Python Forum
Thread Rating:
  • 0 Vote(s) - 0 Average
  • 1
  • 2
  • 3
  • 4
  • 5
reading a csv file
#1
import csv
import pickle
import logging
import numpy as np
from sklearn.svm import SVR

logging.basicConfig(level=logging.INFO)
logger = logging.getLogger(__name__)


class Model(object):

    def __init__(self):
        pass

    def _get_data(self, filename):

        training_data = csv.reader(open('data/%s' % filename, 'rb'))

        logging.info('Training Finish Position')

        y = []  # Target to train on
        X = []  # Features

        for i, row in enumerate(training_data):
            # Skip the first row since it's the headers
            if i == 0:
                continue

            # Get the target
            y.append(float(row[-1]))

            # Get the features
            data = np.array(
                [float(_ if len(str(_)) > 0 else 0) for _ in row[5:-1]]
            )
            X.append(data)

        return X, y

    def train(self):

        clf = SVR(C=1.0, epsilon=0.1, cache_size=1000)
        X, y, = self._get_data('training-2016-12-01-2017-02-28.csv')

        # Fit the model
        clf.fit(X, y)

        # Pickle the model so we can save and reuse it
        s = pickle.dumps(clf)

        # Save the model to a file
        f = open('finish_pos.model', 'wb')
        f.write(s)
        f.close()

    def predict(self):
        f = open('finish_pos.model', 'rb')
        clf = pickle.loads(f.read())
        f.close()

        validation_data = csv.reader(
            open('data/validation-2017-03-01-2017-03-31.csv', 'rb')
        )

        races = {}
        for i, row in enumerate(validation_data):
            if i == 0:
                continue

            race_id = row[1]
            finish_pos = float(row[-1])

            if race_id not in races:
                races[race_id] = []

            if finish_pos < 1:
                continue

            data = np.array([
                float(_ if len(str(_)) > 0 else 0)
                for _ in row[5:-1]
            ])
            data = data.reshape(1, -1)

            morning_line = row[0].split('-')
            morning_line = float(morning_line[0]) / float(morning_line[1])
            races[race_id].append(
                {
                    'entry_id': row[0],
                    'data': data,
                    'prediction': None,
                    'finish_pos': finish_pos,
                    'odds': morning_line
                }
            )

        for race_id, horses in races.iteritems():
            for horse in horses:
                horse['prediction'] = clf.predict(
                    horse['data']
                )

        tests = [
            'SVR - Baseline',
            'SVR - All Races',
            'SVR - 1 Offset',
            'SVR - 2 Offset',
            'SVR - Std',
            'SVR - 2 Offset + Std'
        ]

        print('Test Name\tNum Races\tWins\tWPS')

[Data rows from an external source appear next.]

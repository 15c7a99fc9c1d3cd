use std::fmt::Write as _;

use crate::sanitize::SanitizedRow;

pub const DEFAULT_SPACER_HEIGHT: u32 = 40;

fn spacer(out: &mut String, height: u32) {
    write!(
        out,
        r#"<div style="height:{height}px" aria-hidden="true" class="import-spacer"></div>"#
    )
    .ok();
}

/// Assemble the item body: long description, then each non-empty embed code
/// preceded by a spacer. Empty sources leave no trace in the output.
pub fn build_body(row: &SanitizedRow, spacer_height: u32) -> String {
    let mut sections = Vec::with_capacity(3);
    if !row.long_description.is_empty() {
        sections.push(row.long_description.clone());
    }
    for embed in [&row.embed_code_1, &row.embed_code_2] {
        if embed.is_empty() {
            continue;
        }
        let mut section = String::new();
        spacer(&mut section, spacer_height);
        section.push('\n');
        section.push_str(embed);
        sections.push(section);
    }
    sections.join("\n")
}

        for test in tests:
            num_races = 0
            num_correct_pred_win = 0
            num_correct_pred_wps = 0
            for race_id, horses in races.iteritems():

                if len(horses) < 2:
                    continue
                diff = horses[1]['prediction'] - horses[0]['prediction']
                std = np.std([x['prediction'] for x in horses])

                if test == 'SVR - Baseline':
                    horses.sort(key=lambda x: x['odds'])
                else:
                    horses.sort(key=lambda x: x['prediction'])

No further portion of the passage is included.